Some lines in the data below hold the string "confidence". Report how many, as a bare number.

▽

// SPDX-License-Identifier: BUSL-1.1
// Copyright (c) 2026 Loxone MCP Bridge Contributors

use serde_json::{json, Value};

use crate::context::ToolContext;
use crate::normalize::{self, RoomResolution};
use crate::tools::{optional_str, require_str};

pub async fn list_rooms(ctx: &ToolContext) -> Value {
    let catalogue = ctx.client.catalogue().await;
    let rooms: Vec<Value> = catalogue
        .rooms
        .values()
        .map(|room| {
            let device_count = catalogue.by_room.get(&room.uuid).map(|v| v.len()).unwrap_or(0);
            json!({ "name": room.name, "device_count": device_count })
        })
        .collect();
    json!({ "rooms": rooms })
}

/// Resolve a free-form room query into an exact catalogue room name, or an
/// `{error, near_matches}` value matching [`loxone_core::LoxoneError::RoomNotFound`]'s shape.
pub(crate) fn resolve_room_or_error(room_names: &[&str], query: &str) -> Result<String, Value> {
    match normalize::resolve_rooms(room_names, query) {
        RoomResolution::Exact(room) => Ok(room),
        RoomResolution::Matches(candidates) => {
            Err(json!({ "error": format!("ambiguous room: {query}"), "near_matches": candidates }))
        }
        RoomResolution::None => {
            Err(json!({ "error": format!("room not found: {query}"), "near_matches": Vec::<String>::new() }))
        }
    }
}

pub async fn get_room_devices(ctx: &ToolContext, args: &Value) -> Value {
    let room_query = match require_str(args, "room") {
        Ok(r) => r,
        Err(e) => return e,
    };
    let device_type = optional_str(args, "device_type");

    let catalogue = ctx.client.catalogue().await;
    let room_names: Vec<&str> = catalogue.rooms.values().map(|r| r.name.as_str()).collect();
    let room = match resolve_room_or_error(&room_names, room_query) {
        Ok(r) => r,
        Err(e) => return e,
    };

    let devices: Vec<Value> = catalogue
        .devices
        .values()
        .filter(|d| d.room_name == room)
        .filter(|d| match device_type {
            Some(t) => d.device_type.eq_ignore_ascii_case(t),
            None => true,
        })
        .map(|d| {
            json!({
                "uuid": d.uuid.to_string(),
                "name": d.name,
                "type": d.device_type,
                "category": d.category_name,
            })
        })
        .collect();

    json!({ "room": room, "devices": devices })
}
// SPDX-License-Identifier: BUSL-1.1
// Copyright (c) 2026 Loxone MCP Bridge Contributors

use std::time::Duration;

use loxone_core::discovery::DiscoveredSensor;
use serde_json::{json, Value};
use uuid::Uuid;

use crate::context::ToolContext;
use crate::tools::{optional_u64, require_str};

fn sensor_json(s: &DiscoveredSensor) -> Value {
    json!({
        "uuid": s.uuid.to_string(),
        "category": s.category.as_str(),
        "score": s.score,
        "confidence": s.confidence,
        "sample_count": s.sample_count,
        "unique_values": s.unique_values,
    })
}

/// `rediscover_sensors(discovery_time?)` (spec §6, §8 scenario S5). Watches
/// live state updates for the requested window (default from config) and
/// replaces the cached discovery results.
pub async fn rediscover_sensors(ctx: &ToolContext, args: &Value) -> Value {
    let window_secs = optional_u64(args, "discovery_time")
        .unwrap_or(ctx.client.config.discovery_window_secs);
    let window = Duration::from_secs(window_secs);

    let sensors = ctx.client.discover_sensors(window).await;
    ctx.set_discovered_sensors(sensors.clone()).await;

    json!({
        "discovery_window_secs": window_secs,
        "sensors_found": sensors.len(),
        "sensors": sensors.iter().map(sensor_json).collect::<Vec<_>>(),
    })
}

pub async fn list_discovered_sensors(ctx: &ToolContext) -> Value {
    let sensors = ctx.discovered_sensors().await;
    json!({ "sensors_found": sensors.len(), "sensors": sensors.iter().map(sensor_json).collect::<Vec<_>>() })
}

pub async fn get_sensor_details(ctx: &ToolContext, args: &Value) -> Value {
    let uuid_str = match require_str(args, "uuid") {
        Ok(u) => u,
        Err(e) => return e,
    };
    let Ok(uuid) = uuid_str.parse::<Uuid>() else {
        return json!({ "error": format!("invalid uuid: {uuid_str}") });
    };

    let sensors = ctx.discovered_sensors().await;
    match sensors.iter().find(|s| s.uuid == uuid) {
        Some(sensor) => sensor_json(sensor),
        None => json!({ "error": format!("sensor not yet discovered: {uuid_str}") }),
    }
}

pub fn get_sensor_categories() -> Value {
    json!({
        "categories": [
            { "name": "door_window", "description": "Strictly binary, low-frequency, state-change driven sensors." },
            { "name": "motion", "description": "Strictly binary sensors with higher update frequency." },
            { "name": "analog", "description": "Continuously varying values within a bounded range." },
            { "name": "noisy", "description": "High-frequency sensors of any value shape." },
        ],
    })
}
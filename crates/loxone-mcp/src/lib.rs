// SPDX-License-Identifier: BUSL-1.1
// Copyright (c) 2026 Loxone MCP Bridge Contributors

//! MCP tool surface and transport server (C10, C11) over a `loxone-core`
//! client: the fixed set of tools enumerated in spec §6, dispatched
//! through the JSON-RPC 2.0 envelope in [`rpc`], carried over stdio or
//! HTTP+SSE (see [`transport`]).

pub mod context;
pub mod normalize;
pub mod rpc;
pub mod tools;
pub mod transport;

use std::sync::Arc;

use loxone_core::{LoxoneClient, LoxoneConfig};

use crate::context::ToolContext;

/// What transport to serve MCP JSON-RPC over (spec §4.11, §6 CLI surface).
pub enum ServeMode {
    /// Line-delimited JSON-RPC over stdin/stdout.
    Stdio,
    /// HTTP + Server-Sent-Events, bound to `host:port`.
    HttpSse { host: String, port: u16, api_key: Option<String>, require_auth: bool },
}

/// Connect to the Miniserver and serve MCP over the requested transport
/// until shutdown. Owns the `LoxoneClient` for the process lifetime and
/// performs an orderly shutdown (WS loop stop, log sync, token kill) once
/// the transport loop returns.
pub async fn run(config: LoxoneConfig, mode: ServeMode) -> anyhow::Result<()> {
    let client = Arc::new(LoxoneClient::connect(config).await?);
    let ctx = ToolContext::new(Arc::clone(&client));

    let result = match mode {
        ServeMode::Stdio => transport::stdio::run(ctx).await,
        ServeMode::HttpSse { host, port, api_key, require_auth } => {
            transport::http::run(ctx, &host, port, api_key, require_auth).await
        }
    };

    client.shutdown().await;
    result
}
// SPDX-License-Identifier: BUSL-1.1
// Copyright (c) 2026 Loxone MCP Bridge Contributors

//! Dynamic sensor discovery (C8): watch a window of live state updates and
//! classify each UUID into a sensor category by scoring its observed update
//! pattern against a fixed table of category criteria.

use std::collections::{HashMap, HashSet};
use std::sync::Arc;
use std::time::Duration;

use uuid::Uuid;

use crate::state::StateMirror;
use crate::value::Value;

#[derive(Debug, Clone, Copy, PartialEq, Eq, Hash)]
pub enum SensorCategory {
    DoorWindow,
    Motion,
    Analog,
    Noisy,
}

impl SensorCategory {
    pub fn as_str(&self) -> &'static str {
        match self {
            SensorCategory::DoorWindow => "door_window",
            SensorCategory::Motion => "motion",
            SensorCategory::Analog => "analog",
            SensorCategory::Noisy => "noisy",
        }
    }
}

struct CategoryCriteria {
    category: SensorCategory,
    binary_only: bool,
    max_updates: Option<usize>,
    min_activity: usize,
    value_range: Option<(f64, f64)>,
    stable_pattern: bool,
    require_change: bool,
    priority: u32,
}

/// The fixed category table, weights and bounds preserved exactly from the
/// original heuristic (spec §4.8).
const CATEGORIES: &[CategoryCriteria] = &[
    CategoryCriteria {
        category: SensorCategory::DoorWindow,
        binary_only: true,
        max_updates: Some(3),
        min_activity: 1,
        value_range: None,
        stable_pattern: true,
        require_change: true,
        priority: 10,
    },
    CategoryCriteria {
        category: SensorCategory::Motion,
        binary_only: true,
        max_updates: Some(100),
        min_activity: 5,
        value_range: None,
        stable_pattern: false,
        require_change: false,
        priority: 8,
    },
    CategoryCriteria {
        category: SensorCategory::Analog,
        binary_only: false,
        max_updates: None,
        min_activity: 1,
        value_range: Some((0.0, 1000.0)),
        stable_pattern: false,
        require_change: false,
        priority: 5,
    },
    CategoryCriteria {
        category: SensorCategory::Noisy,
        binary_only: false,
        max_updates: Some(1000),
        min_activity: 50,
        value_range: None,
        stable_pattern: false,
        require_change: false,
        priority: 1,
    },
];

#[derive(Debug, Default)]
struct Observation {
    values: Vec<f64>,
    unique_bits: HashSet<u64>,
}

impl Observation {
    fn record(&mut self, value: f64) {
        self.values.push(value);
        self.unique_bits.insert(value.to_bits());
    }

    fn is_strictly_binary(&self) -> bool {
        self.values.iter().all(|v| *v == 0.0 || *v == 1.0)
    }

    fn update_count(&self) -> usize {
        self.values.len()
    }

    fn unique_count(&self) -> usize {
        self.unique_bits.len()
    }

    fn min_max(&self) -> (f64, f64) {
        let mut min = f64::INFINITY;
        let mut max = f64::NEG_INFINITY;
        for v in &self.values {
            min = min.min(*v);
            max = max.max(*v);
        }
        (min, max)
    }
}

/// A sensor identified during a discovery window.
#[derive(Debug, Clone)]
pub struct DiscoveredSensor {
    pub uuid: Uuid,
    pub category: SensorCategory,
    /// Normalized category-fit score in `[0, 1]`.
    pub score: f64,
    /// Pattern confidence in `[0, 1]`, independent of the winning category.
    pub confidence: f64,
    pub sample_count: usize,
    pub unique_values: usize,
}

/// Weighted category-fit score (spec §4.8). Hard-disqualifying criteria
/// (`binary_only`, `require_change`) return `0.0` outright rather than a
/// partial score, matching the original classifier's behavior.
fn category_score(obs: &Observation, criteria: &CategoryCriteria) -> f64 {
    let mut max_score = 0.0f64;
    let mut score = 0.0f64;

    if criteria.binary_only {
        if !obs.is_strictly_binary() {
            return 0.0;
        }
        max_score += 30.0;
        score += 30.0;
    }

    if criteria.require_change {
        if obs.unique_count() < 2 {
            return 0.0;
        }
        max_score += 25.0;
        score += 25.0;
    }

    if let Some(limit) = criteria.max_updates {
        max_score += 20.0;
        let count = obs.update_count();
        if count <= limit {
            score += 20.0;
        } else {
            let excess = (count - limit) as f64;
            score += (20.0 - excess * 10.0).max(0.0);
        }
    }

    max_score += 15.0;
    if obs.update_count() >= criteria.min_activity {
        score += 15.0;
    }

    if let Some((lo, hi)) = criteria.value_range {
        max_score += 10.0;
        let (min, max) = obs.min_max();
        if min >= lo && max <= hi {
            score += 10.0;
        }
    }

    if criteria.stable_pattern {
        max_score += 10.0;
        let unique = obs.unique_count();
        if unique == 2 {
            let has_zero = obs.values.iter().any(|v| *v == 0.0);
            let has_one = obs.values.iter().any(|v| *v == 1.0);
            if has_zero && has_one {
                score += 10.0;
            } else {
                score += 5.0;
            }
        }
    }

    if max_score <= 0.0 {
        0.0
    } else {
        score / max_score
    }
}

/// Pattern confidence independent of category fit: rewards strict binary
/// sensors, moderate update frequency, a tight observed value range, and a
/// constant recency bonus for having updated at all within the window.
fn pattern_score(obs: &Observation) -> f64 {
    let mut score = 0.0f64;
    if obs.is_strictly_binary() {
        score += 0.4;
    }
    score += (obs.update_count() as f64 / 10.0).min(1.0) * 0.3;

    let (min, max) = obs.min_max();
    let range = if min.is_finite() && max.is_finite() { max - min } else { 0.0 };
    score += (1.0 - (range / 1000.0).min(1.0)) * 0.2;

    if obs.update_count() > 0 {
        score += 0.1;
    }
    score.min(1.0)
}

fn classify(uuid: Uuid, obs: &Observation) -> Option<DiscoveredSensor> {
    if obs.update_count() == 0 {
        return None;
    }
    let best = CATEGORIES
        .iter()
        .map(|c| (c, category_score(obs, c)))
        .filter(|(_, score)| *score > 0.0)
        .max_by(|(ca, sa), (cb, sb)| {
            sa.partial_cmp(sb).unwrap_or(std::cmp::Ordering::Equal).then(ca.priority.cmp(&cb.priority))
        });

    best.map(|(criteria, score)| DiscoveredSensor {
        uuid,
        category: criteria.category,
        score,
        confidence: pattern_score(obs),
        sample_count: obs.update_count(),
        unique_values: obs.unique_count(),
    })
}

/// Watch `mirror` for `window` and return every UUID that updated at least
/// once, classified by category. Subscribes a forwarding closure to the
/// mirror for the duration of the call; the subscription is never removed
/// (the mirror has no unsubscribe primitive), but the channel's receiver is
/// dropped when this function returns, so further sends are harmless no-ops.
pub async fn discover(mirror: &StateMirror, window: Duration) -> Vec<DiscoveredSensor> {
    let (tx, mut rx) = tokio::sync::mpsc::unbounded_channel::<(Uuid, Value)>();
    mirror
        .subscribe(Arc::new(move |uuid, _old, new| {
            let _ = tx.send((uuid, new));
        }))
        .await;

    let mut observations: HashMap<Uuid, Observation> = HashMap::new();
    let deadline = tokio::time::Instant::now() + window;
    loop {
        let remaining = deadline.saturating_duration_since(tokio::time::Instant::now());
        if remaining.is_zero() {
            break;
        }
        match tokio::time::timeout(remaining, rx.recv()).await {
            Ok(Some((uuid, value))) => {
                if let Some(v) = value.as_f64() {
                    observations.entry(uuid).or_default().record(v);
                }
            }
            Ok(None) | Err(_) => break,
        }
    }

    let mut result: Vec<DiscoveredSensor> =
        observations.iter().filter_map(|(uuid, obs)| classify(*uuid, obs)).collect();
    result.sort_by(|a, b| a.uuid.cmp(&b.uuid));
    result
}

△

## Solution:
5